Getting technical assistance and training in tradecraft from the CIA makes perfect sense. Who knows more about these things than they do?

Eastern Earthquake

Virginia has a modest earthquake - 5.9 on the Richter scale - and everybody east of the Mississippi goes nuts. To native Californians like the other DrC and me, this seemed faintly ridiculous at first blush.

Then we remember that there are many brick and stone buildings in the east; these don't tolerate earthquakes well at all. We build expecting earthquakes in the west, including here in Wyoming. It makes a difference.

Gallup: Perry into Lead

The Gallup polling organization finds that in August Texas Governor Rick Perry has vaulted into the lead in the race for the GOP presidential nomination. He is the pick of 29% of those polled.

Expected to take strength mostly from Michele Bachmann, he seems instead to have taken most strength from Mitt Romney. Perry is eleven percentage points ahead of where he was in July, whereas Romney lost 6 points, Bachmann lost 3 points, Gingrich lost 2 points and Huntsman lost 1.

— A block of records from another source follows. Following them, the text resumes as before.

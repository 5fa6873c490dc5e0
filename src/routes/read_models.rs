use crate::handlers::{queries, views};
use crate::state::AppState;
use axum::{routing::get, Router};

/// GET /views/:name and /views/:name/:id.
pub fn view_routes() -> Router<AppState> {
    Router::new()
        .route("/views/:name", get(views::list))
        .route("/views/:name/:id", get(views::get))
}

/// GET /queries/*.
pub fn query_routes() -> Router<AppState> {
    Router::new()
        .route("/queries/enemies-with-details", get(queries::enemies_with_details))
        .route("/queries/bosses-with-details", get(queries::bosses_with_details))
        .route(
            "/queries/playable-characters-with-chapters",
            get(queries::playable_characters_with_chapters),
        )
        .route(
            "/queries/blocks-with-items-and-locations",
            get(queries::blocks_with_items_and_locations),
        )
        .route("/queries/side-quests-full-details", get(queries::side_quests_full_details))
        .route("/queries/locations-with-everything", get(queries::locations_with_everything))
        .route("/queries/chapter-summary/:chapter_id", get(queries::chapter_summary))
}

It begins to feel like the Republican field of candidates is sorting itself out. See the table on Gallup's webpage.

There is still talk of Pataki and Palin entering the race. My guess is that Perry's surge of strength will influence them to remain on the sidelines.

Wednesday, August 24, 2011

More Bad News

As though a hurricane, plus an earthquake, plus all the economic woes aren't sufficient, now the Congressional Budget Office (CBO) projects unemployment will stay above 8% until sometime in 2014. The last time the national unemployment rate was below 8 percent was the month President Obama was inaugurated.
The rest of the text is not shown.